The Cocktail Party Contrarian: Governor Abbott Isn’t the Only One Who Wants To Protect the Border

‘We need all eyes on our southern states. I don’t know how any story in America is bigger than this,’ an organizer of the Take Our Border Back Convoy says.

AP/Eric Gay
Concertina wire lines the path as members of Congress tour an area near the Texas-Mexico border. AP/Eric Gay

Texas’s governor issued a statement this week excoriating the Biden administration for its failure to enforce federal law and secure the southern border. “This illegal refusal to protect the States has inflicted unprecedented harm on the People all across the United States,” Governor Abbott wrote.

He placed the state National Guard at the border and extended his battle with the Biden administration after the Supreme Court ruled this week that Texas must remove razor wire placed along the Rio Grande, which restricts federal Border Control’s access to the area. Supported by 25 Republican governors, he is holding the line and has called the unobstructed entry of millions of illegal immigrants into America over the last three years an “invasion” that the Department of Homeland Security has allowed to occur.

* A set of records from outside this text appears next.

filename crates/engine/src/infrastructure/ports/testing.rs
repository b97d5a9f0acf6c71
//! Testability port for injecting time.

use chrono::{DateTime, Utc};

#[cfg_attr(test, mockall::automock)]
pub trait ClockPort: Send + Sync {
    fn now(&self) -> DateTime<Utc>;
}
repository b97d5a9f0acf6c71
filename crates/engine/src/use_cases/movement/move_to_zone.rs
//! Move the player between zones on the world map.

use std::sync::Arc;

use serde::Serialize;
use serde_json::{json, Value};
use wrldkeep_domain::{
    log_kinds, Coord3D, LogPayload, Position, SessionId, WorldClock, ZoneId,
};

use super::calculator::{round_distance, zone_travel};
use super::stamp_time_segment;
use crate::stores::SessionStore;
use crate::use_cases::region::ensure_area;
use crate::use_cases::EngineError;

const CURRENT_POSITION: &str = "Current position";

#[derive(Debug, Clone, PartialEq)]
pub struct MoveToZoneInput {
    pub session_id: SessionId,
    /// Unknown or missing origins fall back to the runtime position
    pub from_zone_id: Option<ZoneId>,
    pub to_zone_id: ZoneId,
}

/// Log-ready description of one zone move.
#[derive(Debug, Clone, PartialEq, Serialize)]
pub struct MovementLog {
    pub id: String,
    pub summary: String,
    pub payload: LogPayload,
}

#[derive(Debug, Clone, PartialEq, Serialize)]
pub struct MoveToZoneResult {
    pub new_position: Position,
    pub distance_m: f64,
    pub duration_min: u32,
    pub clock_after: WorldClock,
    pub movement_log: MovementLog,
}

pub struct MoveToZone {
    sessions: Arc<SessionStore>,
}

impl MoveToZone {
    pub fn new(sessions: Arc<SessionStore>) -> Self {
        Self { sessions }
    }

    /// Travel to `to_zone_id`, advancing the clock by the travel time.
    ///
    /// # Errors
    ///
    /// `ZoneNotFound` for an unknown destination, `ClockNotInitialized`
    /// before the clock is set. Neither mutates the session.
    pub async fn execute(&self, input: MoveToZoneInput) -> Result<MoveToZoneResult, EngineError> {
        self.sessions
            .mutate(&input.session_id, move |save, now| {
                let to_zone = save
                    .map_snapshot
                    .zone(&input.to_zone_id)
                    .cloned()
                    .ok_or_else(|| EngineError::ZoneNotFound(input.to_zone_id.to_string()))?;
                if !save.area_snapshot.is_clock_initialized() {
                    return Err(EngineError::ClockNotInitialized);
                }

                let (from_id, from_name, from_coord) = match input
                    .from_zone_id
                    .as_ref()
                    .and_then(|id| save.map_snapshot.zone(id))
                {
                    Some(zone) => (
                        Some(zone.zone_id.clone()),
                        zone.name.clone(),
                        zone.center(),
                    ),
                    None => {
                        let pos = save
                            .player_runtime_data
                            .current_position
                            .clone()
                            .unwrap_or_else(Position::origin);
                        (
                            None,
                            CURRENT_POSITION.to_string(),
                            Coord3D::new(pos.x as f64, pos.y as f64, pos.z as f64),
                        )
                    }
                };

                let to_coord = to_zone.center();
                let travel = zone_travel(
                    &from_coord,
                    &to_coord,
                    save.player_static_data.move_speed_mph,
                );
                let distance_m = round_distance(travel.distance_m);

                let new_position =
                    Position::new(to_zone.x, to_zone.y, to_zone.z, to_zone.zone_id.clone());
                save.map_snapshot.player_position = Some(new_position.clone());
                save.player_runtime_data.current_position = Some(new_position.clone());

                ensure_area(save);
                save.area_snapshot.materialize_zone(&to_zone);
                save.area_snapshot.enter_zone(to_zone.zone_id.clone());
                let advanced = save.area_snapshot.advance_clock(travel.duration_min, now)?;
                stamp_time_segment(&mut save.area_snapshot, &to_zone.zone_id, None);

                let summary = format!(
                    "{} moved from [{}] to [{}], taking {} minutes",
                    save.player_static_data.name, from_name, to_zone.name, travel.duration_min
                );
                let mut log_payload = LogPayload::new();
                log_payload.insert("to_zone_id".into(), Value::from(to_zone.zone_id.as_str()));
                log_payload.insert("to_zone_name".into(), Value::from(to_zone.name.clone()));
                log_payload.insert("duration_min".into(), Value::from(travel.duration_min));
                log_payload.insert("distance_m".into(), Value::from(distance_m));
                let entry = save.append_log(log_kinds::MOVE, summary.clone(), log_payload, now);

                let mut payload = LogPayload::new();
                payload.insert(
                    "from_zone_id".into(),
                    from_id.map_or(Value::Null, |id| Value::from(id.as_str())),
                );
                payload.insert("from_zone_name".into(), Value::from(from_name));
                payload.insert("from_coord".into(), coord_value(&from_coord));
                payload.insert("to_zone_id".into(), Value::from(to_zone.zone_id.as_str()));
                payload.insert("to_zone_name".into(), Value::from(to_zone.name.clone()));
                payload.insert("to_coord".into(), coord_value(&to_coord));
                payload.insert(
                    "to_zone_description".into(),
                    Value::from(to_zone.description.clone()),
                );
                payload.insert("distance_m".into(), Value::from(distance_m));
                payload.insert("duration_min".into(), Value::from(travel.duration_min));

                tracing::info!(
                    session_id = %save.session_id,
                    to_zone_id = %to_zone.zone_id,
                    duration_min = travel.duration_min,
                    "Moved to zone"
                );
                Ok(MoveToZoneResult {
                    new_position,
                    distance_m,
                    duration_min: travel.duration_min,
                    clock_after: advanced.new_time,
                    movement_log: MovementLog {
                        id: entry.id,
                        summary,
                        payload,
                    },
                })
            })
            .await
    }
}

fn coord_value(coord: &Coord3D) -> Value {
    json!({ "x": coord.x, "y": coord.y, "z": coord.z })
}

#[cfg(test)]
mod tests {
    use super::*;
    use crate::infrastructure::ports::SaveRepo;
    use crate::test_fixtures::{two_villages, TestStore};

    fn input(from: Option<&str>, to: &str) -> MoveToZoneInput {
        MoveToZoneInput {
            session_id: SessionId::default(),
            from_zone_id: from.map(ZoneId::from),
            to_zone_id: ZoneId::from(to),
        }
    }

    #[tokio::test]
    async fn move_advances_clock_by_travel_time() {
        let store = TestStore::new();
        store.seed_world(&SessionId::default(), two_villages(), true).await;
        let use_case = MoveToZone::new(Arc::clone(&store.sessions));

        let result = use_case
            .execute(input(Some("zone_0_0_0"), "zone_600_0_0"))
            .await
            .expect("move");
        assert_eq!(result.distance_m, 600.0);
        assert_eq!(result.duration_min, 8);
        assert_eq!(result.clock_after.display(), "1024-03-14 09:38");
        assert_eq!(result.new_position.zone_id.as_str(), "zone_600_0_0");
        assert_eq!(
            result.movement_log.summary,
            "Player moved from [Ashford] to [Brookhollow], taking 8 minutes"
        );

        let save = store.sessions.snapshot(&SessionId::default()).await.expect("snapshot");
        assert_eq!(
            save.area_snapshot.current_zone_id.as_ref().map(|z| z.as_str()),
            Some("zone_600_0_0")
        );
        assert!(save.area_snapshot.current_sub_zone_id.is_none());
        let last = save.game_logs.last().expect("log entry");
        assert_eq!(last.kind, log_kinds::MOVE);
        assert_eq!(last.id, result.movement_log.id);
    }

    #[tokio::test]
    async fn moving_in_place_costs_one_minute() {
        let store = TestStore::new();
        store.seed_world(&SessionId::default(), two_villages(), true).await;
        let use_case = MoveToZone::new(Arc::clone(&store.sessions));

        let result = use_case
            .execute(input(Some("zone_0_0_0"), "zone_0_0_0"))
            .await
            .expect("move");
        assert_eq!(result.distance_m, 0.0);
        assert_eq!(result.duration_min, 1);
    }

    #[tokio::test]
    async fn unknown_origin_uses_runtime_position() {
        let store = TestStore::new();
        store.seed_world(&SessionId::default(), two_villages(), true).await;
        let use_case = MoveToZone::new(Arc::clone(&store.sessions));

        let result = use_case
            .execute(input(Some("zone_9_9_9"), "zone_600_0_0"))
            .await
            .expect("move");
        assert_eq!(
            result.movement_log.payload.get("from_zone_name"),
            Some(&Value::from("Current position"))
        );
        assert_eq!(result.duration_min, 8);
    }

    #[tokio::test]
    async fn unknown_destination_is_zone_not_found() {
        let store = TestStore::new();
        store.seed_world(&SessionId::default(), two_villages(), true).await;
        let use_case = MoveToZone::new(Arc::clone(&store.sessions));

        let err = use_case
            .execute(input(None, "zone_1_1_1"))
            .await
            .expect_err("unknown zone");
        assert_eq!(err.code(), "ZONE_NOT_FOUND");
    }

    #[tokio::test]
    async fn uninitialized_clock_blocks_the_move_without_mutation() {
        let store = TestStore::new();
        let id = SessionId::default();
        store.seed_world(&id, two_villages(), false).await;
        let before = store.sessions.snapshot(&id).await.expect("snapshot");
        let use_case = MoveToZone::new(Arc::clone(&store.sessions));

        let err = use_case
            .execute(input(Some("zone_0_0_0"), "zone_600_0_0"))
            .await
            .expect_err("no clock");
        assert_eq!(err, EngineError::ClockNotInitialized);
        assert_eq!(store.sessions.snapshot(&id).await.expect("snapshot"), before);
    }

    #[tokio::test]
    async fn concurrent_moves_serialize() {
        let store = TestStore::new();
        let id = SessionId::default();
        store.seed_world(&id, two_villages(), true).await;
        let use_case = Arc::new(MoveToZone::new(Arc::clone(&store.sessions)));

        let there = {
            let use_case = Arc::clone(&use_case);
            tokio::spawn(async move {
                use_case
                    .execute(input(Some("zone_0_0_0"), "zone_600_0_0"))
                    .await
            })
        };
        let back = {
            let use_case = Arc::clone(&use_case);
            tokio::spawn(async move {
                use_case
                    .execute(input(Some("zone_600_0_0"), "zone_0_0_0"))
                    .await
            })
        };
        there.await.expect("join").expect("move there");
        back.await.expect("join").expect("move back");

        let save = store.sessions.snapshot(&id).await.expect("snapshot");
        let clock = save.area_snapshot.clock.clone().expect("clock");
        assert_eq!(clock.display(), "1024-03-14 09:46");
        let moves = save
            .game_logs
            .iter()
            .filter(|e| e.kind == log_kinds::MOVE)
            .count();
        assert_eq!(moves, 2);

        let persisted = store
            .repo
            .load(&id)
            .expect("load")
            .expect("persisted save");
        assert_eq!(persisted, save);
    }
}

A former Special Forces flight surgeon, Green Beret, and defense department whistleblower, Lieutenant Colonel Pete Chambers, agrees. Just a few weeks ago, in early January, he and five others decided to organize the Take Our Border Back Convoy, a three-state initiative that will kick off on January 29 and culminate in rallies on February 3 in Texas, California and Arizona.

Speaking at a Take Our Border Back steering committee meeting earlier this month, Chambers described witnessing as many as 12,500 illegal entrants crossing into the country on December 18th, over the course of just five hours. Quoting Texas Attorney General, Ken Paxton, Chambers said, “Texas will not surrender.”

“We need all eyes on our southern states,” another of the organizers, Noél Roberts, a single mother with a salon business and a podcast called patriotmom007, says. She lives outside Phoenix, two hours away from the Mexican border. “I don’t know how any story in America is bigger than this,” she says, lamenting the press’s and elected officials’ failure to talk about the open border’s impact on fentanyl use, human trafficking, and crime across Arizona and the country.

The convoy is not just bikers and truckers, Ms. Roberts says: “It’s an all-vehicle rally. We have families, women’s groups, everyone … this is about protecting our kids.”

The movement’s web page, takeourborderback.com, and social media platforms are filled with phrases like “peaceful assembly” and “law abiding,” highlighted in bold. Some participants are concerned that the government will target them, label them as extremists, and discredit their message. Others on social media worry that the effort is really a government “psy-op” designed to entrap them.

It is a sign of the times that Americans seeking to protest the policies of their government would have such concerns. Covid mandates, January 6 prosecutions, and the Canadian government’s draconian response to the trucker protest of 2021 are fresh memories. “I am tired of seeing the flag of Palestine in our streets, but people are afraid to raise the American flag,” Ms. Roberts says. “We live here, we aren’t looking to cause trouble. We just want people to pay attention.”

The group is working with law enforcement on the ground in each state, teams of lawyers, and online monitors who are scouring social media for signs that the event might be breached by those trying to paint participants as radicals or disrupt it in any way. Another steering committee member who spoke on the January 19 call, Robert Agee, says the group plans to move ahead “as long as we are doing everything in truth and in honor.” The group is raising funds through a Give Send Go account, and local business owners around the country are pitching in where they can as well.

The owners of Great American Pizza and Subs at Golden Valley, Arizona, Robert and Kathleen Hall, are offering free dinner and use of their 14-acre property for overnight parking to those traveling through their convoy route. “I really don’t care what anybody calls me,” Mr. Hall says. “I stopped caring about that a long time ago. Without a secure border, we don’t have a country.”